While your liver actually produces all the cholesterol your body needs, you obtain additional quantities from the foods you eat, specifically from fats. In general, your body needs fat to develop cells, grow tissues, and boost levels of other nutrients like vitamin D, making it a crucial element of your diet. Just like with cholesterol, though, there are “good” and “bad” fats, and the types and quantities you consume directly affect the balance of cholesterol in your blood.
Unsaturated fats
These healthy nutrients promote HDL cholesterol and can help prevent disease. They are derived from the natural oils in foods such as olives, nuts, seeds, and fish. Some of the best unsaturated fats to eat in moderation are omega-3 fatty acids, which are found in fish like salmon, sardines, and mackerel.
Saturated fats
Considered less healthy, the fats in this category are derived from red meat, high-fat dairy foods like cheese, and sweets like ice cream. Because saturated fats can raise LDL cholesterol, consume them sparingly and replace them with unsaturated ones as often as possible. For example, you could use olive oil rather than butter when sautéing vegetables.
Trans fats
As harmful as saturated fats may be, trans fats can cause even more damage—in fact, they have the double-negative effect of contributing to higher levels of LDL cholesterol while also reducing your HDL levels. Consequently, they are the only ones that researchers and physicians recommend eliminating from your diet entirely. Most trans fats are processed by solidifying hydrogen-infused vegetable oil and are incorporated into foods like potato chips and french fries as a preservative and flavor additive. However, trans fats can also form naturally in some meat and dairy foods.
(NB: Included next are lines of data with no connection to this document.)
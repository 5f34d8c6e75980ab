//! Coefficient types and the tolerance layer.
//!
//! The engines are generic over a scalar `N: Num`. Three scalars are
//! supported: `i64` (exact, gcd-reduced) and `f32`/`f64` (approximate,
//! compared against an absolute tolerance). Arithmetic goes through the
//! `ref_*` methods so the generic code reads the same for Copy scalars
//! and for any future by-reference scalar.

use std::fmt::{Debug, Display};
use std::str::FromStr;

/// Scalar contract for the engines.
pub trait Num: Clone + PartialOrd + PartialEq + Debug + Display + FromStr + 'static {
    /// Whether arithmetic on this scalar is exact. Exact scalars use a
    /// zero tolerance and gcd normalization.
    const EXACT: bool;

    fn zero() -> Self;
    fn one() -> Self;
    fn abs(&self) -> Self;
    fn ref_neg(&self) -> Self;
    fn ref_add(&self, other: &Self) -> Self;
    fn ref_sub(&self, other: &Self) -> Self;
    fn ref_mul(&self, other: &Self) -> Self;
    /// Division. Exact scalars only see divisors that divide evenly
    /// (gcd factors and pivot entries).
    fn ref_div(&self, other: &Self) -> Self;
    /// Positive gcd of two scalars, with `gcd(0, 0) = 1`. Approximate
    /// scalars return 1 so gcd reduction degenerates to a no-op.
    fn gcd(&self, other: &Self) -> Self;
}

impl Num for i64 {
    const EXACT: bool = true;

    fn zero() -> Self {
        0
    }

    fn one() -> Self {
        1
    }

    fn abs(&self) -> Self {
        i64::abs(*self)
    }

    fn ref_neg(&self) -> Self {
        -self
    }

    fn ref_add(&self, other: &Self) -> Self {
        self + other
    }

    fn ref_sub(&self, other: &Self) -> Self {
        self - other
    }

    fn ref_mul(&self, other: &Self) -> Self {
        self * other
    }

    fn ref_div(&self, other: &Self) -> Self {
        self / other
    }

    fn gcd(&self, other: &Self) -> Self {
        let (mut a, mut b) = (self.abs(), other.abs());
        if a == 0 && b == 0 {
            return 1;
        }
        if a == 0 {
            return b;
        }
        while b != 0 {
            let r = a % b;
            a = b;
            b = r;
        }
        a
    }
}

macro_rules! impl_float_num {
    ($($ty:ty),*) => {
        $(impl Num for $ty {
            const EXACT: bool = false;

            fn zero() -> Self {
                0.0
            }

            fn one() -> Self {
                1.0
            }

            fn abs(&self) -> Self {
                <$ty>::abs(*self)
            }

            fn ref_neg(&self) -> Self {
                -self
            }

            fn ref_add(&self, other: &Self) -> Self {
                self + other
            }

            fn ref_sub(&self, other: &Self) -> Self {
                self - other
            }

            fn ref_mul(&self, other: &Self) -> Self {
                self * other
            }

            fn ref_div(&self, other: &Self) -> Self {
                self / other
            }

            fn gcd(&self, _other: &Self) -> Self {
                1.0
            }
        })*
    };
}

impl_float_num!(f32, f64);

/// Sign of a scalar under a tolerance.
#[derive(Clone, Copy, Debug, PartialEq, Eq)]
pub enum Sign {
    Negative,
    Zero,
    Positive,
}

/// Absolute tolerance used for every comparison against zero.
///
/// Exact scalars use `Tolerance::exact()`, which degenerates every
/// comparison to the strict one.
#[derive(Clone, Copy, Debug)]
pub struct Tolerance<N> {
    eps: N,
    neg_eps: N,
}

impl<N: Num> Tolerance<N> {
    pub fn new(eps: N) -> Self {
        let eps = eps.abs();
        let neg_eps = eps.ref_neg();
        Self { eps, neg_eps }
    }

    pub fn exact() -> Self {
        Self::new(N::zero())
    }

    pub fn eps(&self) -> &N {
        &self.eps
    }

    pub fn is_zero(&self, value: &N) -> bool {
        value.abs() <= self.eps
    }

    pub fn is_positive(&self, value: &N) -> bool {
        *value > self.eps
    }

    pub fn is_negative(&self, value: &N) -> bool {
        *value < self.neg_eps
    }

    pub fn sign(&self, value: &N) -> Sign {
        if self.is_negative(value) {
            Sign::Negative
        } else if self.is_positive(value) {
            Sign::Positive
        } else {
            Sign::Zero
        }
    }
}

impl<N: Num> Default for Tolerance<N> {
    fn default() -> Self {
        Self::exact()
    }
}

/// Positive gcd of a slice, 1 for the all-zero slice.
///
/// Walks the elements and stops early once the gcd collapses to 1.
pub fn gcd_slice<N: Num>(values: &[N]) -> N {
    let mut delta = N::one();
    let mut rest = values.iter();
    for value in rest.by_ref() {
        if *value != N::zero() {
            delta = value.abs();
            break;
        }
    }
    for value in rest {
        if *value != N::zero() {
            delta = delta.gcd(value);
            if delta == N::one() {
                break;
            }
        }
    }
    delta
}

/// In-place canonicalization of a coefficient vector.
pub trait Normalizer<N>: Default {
    /// Returns false when the vector is identically zero and could not
    /// be normalized.
    fn normalize(&self, values: &mut [N]) -> bool;
}

/// Divides through by the positive gcd of the components.
#[derive(Clone, Copy, Debug, Default)]
pub struct GcdNormalizer;

impl<N: Num> Normalizer<N> for GcdNormalizer {
    fn normalize(&self, values: &mut [N]) -> bool {
        let delta = gcd_slice(values);
        if delta != N::one() {
            for value in values.iter_mut() {
                *value = value.ref_div(&delta);
            }
        }
        values.iter().any(|v| *v != N::zero())
    }
}

/// Divides through by the largest absolute component.
#[derive(Clone, Copy, Debug, Default)]
pub struct MaxNormalizer;

impl<N: Num> Normalizer<N> for MaxNormalizer {
    fn normalize(&self, values: &mut [N]) -> bool {
        let Some(first) = values.first() else {
            return false;
        };
        let mut max_abs = first.abs();
        for value in &values[1..] {
            let abs = value.abs();
            if abs > max_abs {
                max_abs = abs;
            }
        }
        if max_abs == N::zero() {
            return false;
        }
        for value in values.iter_mut() {
            *value = value.ref_div(&max_abs);
        }
        true
    }
}

/// The canonical normalizer for a scalar: gcd reduction when exact,
/// max-abs scaling otherwise.
pub trait DefaultNormalizer: Num {
    type Norm: Normalizer<Self> + Default;
}

impl DefaultNormalizer for i64 {
    type Norm = GcdNormalizer;
}

impl DefaultNormalizer for f32 {
    type Norm = MaxNormalizer;
}

impl DefaultNormalizer for f64 {
    type Norm = MaxNormalizer;
}

#[cfg(test)]
mod tests {
    use super::{GcdNormalizer, MaxNormalizer, Normalizer, Num, Sign, Tolerance, gcd_slice};

    #[test]
    fn gcd_follows_the_usual_laws() {
        assert_eq!(12i64.gcd(&18), 6);
        assert_eq!((-12i64).gcd(&18), 6);
        assert_eq!(12i64.gcd(&-18), 6);
        assert_eq!(0i64.gcd(&0), 1);
        assert_eq!(0i64.gcd(&-7), 7);
        assert_eq!((-7i64).gcd(&0), 7);
    }

    #[test]
    fn gcd_slice_ignores_zeros() {
        assert_eq!(gcd_slice(&[0i64, 6, 0, -9]), 3);
        assert_eq!(gcd_slice(&[0i64, 0]), 1);
        assert_eq!(gcd_slice::<i64>(&[]), 1);
    }

    #[test]
    fn gcd_normalization_is_idempotent() {
        let mut v = vec![4i64, -6, 10];
        assert!(GcdNormalizer.normalize(&mut v));
        assert_eq!(v, vec![2, -3, 5]);
        let reduced = v.clone();
        assert!(GcdNormalizer.normalize(&mut v));
        assert_eq!(v, reduced);
    }

    #[test]
    fn max_normalization_is_idempotent_and_preserves_sign() {
        let mut v = vec![0.5f64, -2.0, 1.0];
        assert!(MaxNormalizer.normalize(&mut v));
        assert_eq!(v, vec![0.25, -1.0, 0.5]);
        let scaled = v.clone();
        assert!(MaxNormalizer.normalize(&mut v));
        assert_eq!(v, scaled);
    }

    #[test]
    fn zero_vector_does_not_normalize() {
        let mut v = vec![0.0f64; 3];
        assert!(!MaxNormalizer.normalize(&mut v));
        let mut w = vec![0i64; 3];
        assert!(!GcdNormalizer.normalize(&mut w));
        assert_eq!(w, vec![0; 3]);
    }

    #[test]
    fn tolerance_classifies_signs() {
        let tol = Tolerance::new(1e-8f64);
        assert_eq!(tol.sign(&1e-9), Sign::Zero);
        assert_eq!(tol.sign(&-1e-9), Sign::Zero);
        assert_eq!(tol.sign(&1e-6), Sign::Positive);
        assert_eq!(tol.sign(&-1e-6), Sign::Negative);

        let exact = Tolerance::<i64>::exact();
        assert_eq!(exact.sign(&0), Sign::Zero);
        assert_eq!(exact.sign(&1), Sign::Positive);
        assert_eq!(exact.sign(&-1), Sign::Negative);
    }
}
It may be difficult to remember which fats to eat and which to avoid. As you review your dietary choices, try using this simple mnemonic device:
- Unsaturated fat = “U” need it
- Saturated fat = Small servings
- Trans fat = Terrible
Find your figure
It’s important for all adults to know their cholesterol levels, given this substance’s close connection to multiple cardiovascular diseases. According to the health-and-wellness website Everyday Health, a whopping 40 percent of Americans are living with high cholesterol, and many may not even be aware of their status. People with certain conditions, such as diabetes and kidney disease, need to be especially mindful of how they measure up.
To get tested, simply schedule a wellness exam with your primary care doctor and mention your cholesterol concerns. Your doctor will likely order a blood test known as a lipid panel, which will evaluate your blood for HDL and LDL cholesterol as well as triglycerides, another potentially harmful fat for your cardiovascular system.
According to Johns Hopkins Medicine, the average adult should fall into these ranges, measured in milligrams per deciliter (mg/dL):
- Total cholesterol: less than 200
- LDL cholesterol: less than 100
- HDL cholesterol: greater than 60
You may be concerned if your doctor reports that you fall outside these healthy ranges. (If you are told you have “high cholesterol,” this usually means you have too much LDL cholesterol, not enough HDL, or both.) However, there are several steps you can take to address your levels.
Leading a balanced lifestyle
While many serious health issues are difficult to control or are even beyond our control, cholesterol is comparatively manageable. “Reduce stress, exercise, drink water, sleep, get enough healthy protein, don’t eat a lot of fatty foods or high-fat dairy, and eat a lot of omega-3 foods,” Dr. Evans says. Note that most of these steps involve making dietary changes. You should also avoid smoking because tobacco products reduce HDL cholesterol.
In addition, you may be at greater risk of high cholesterol based on other factors, such as if you live a stressful lifestyle, have a family history of conditions like diabetes, or are at an advanced age. Regardless, by following the above recommendations, you can still take impactful steps to manage your cholesterol levels and, in turn, transform numerous aspects of your life.
*If you have any concerns about your cholesterol levels, talk to your doctor.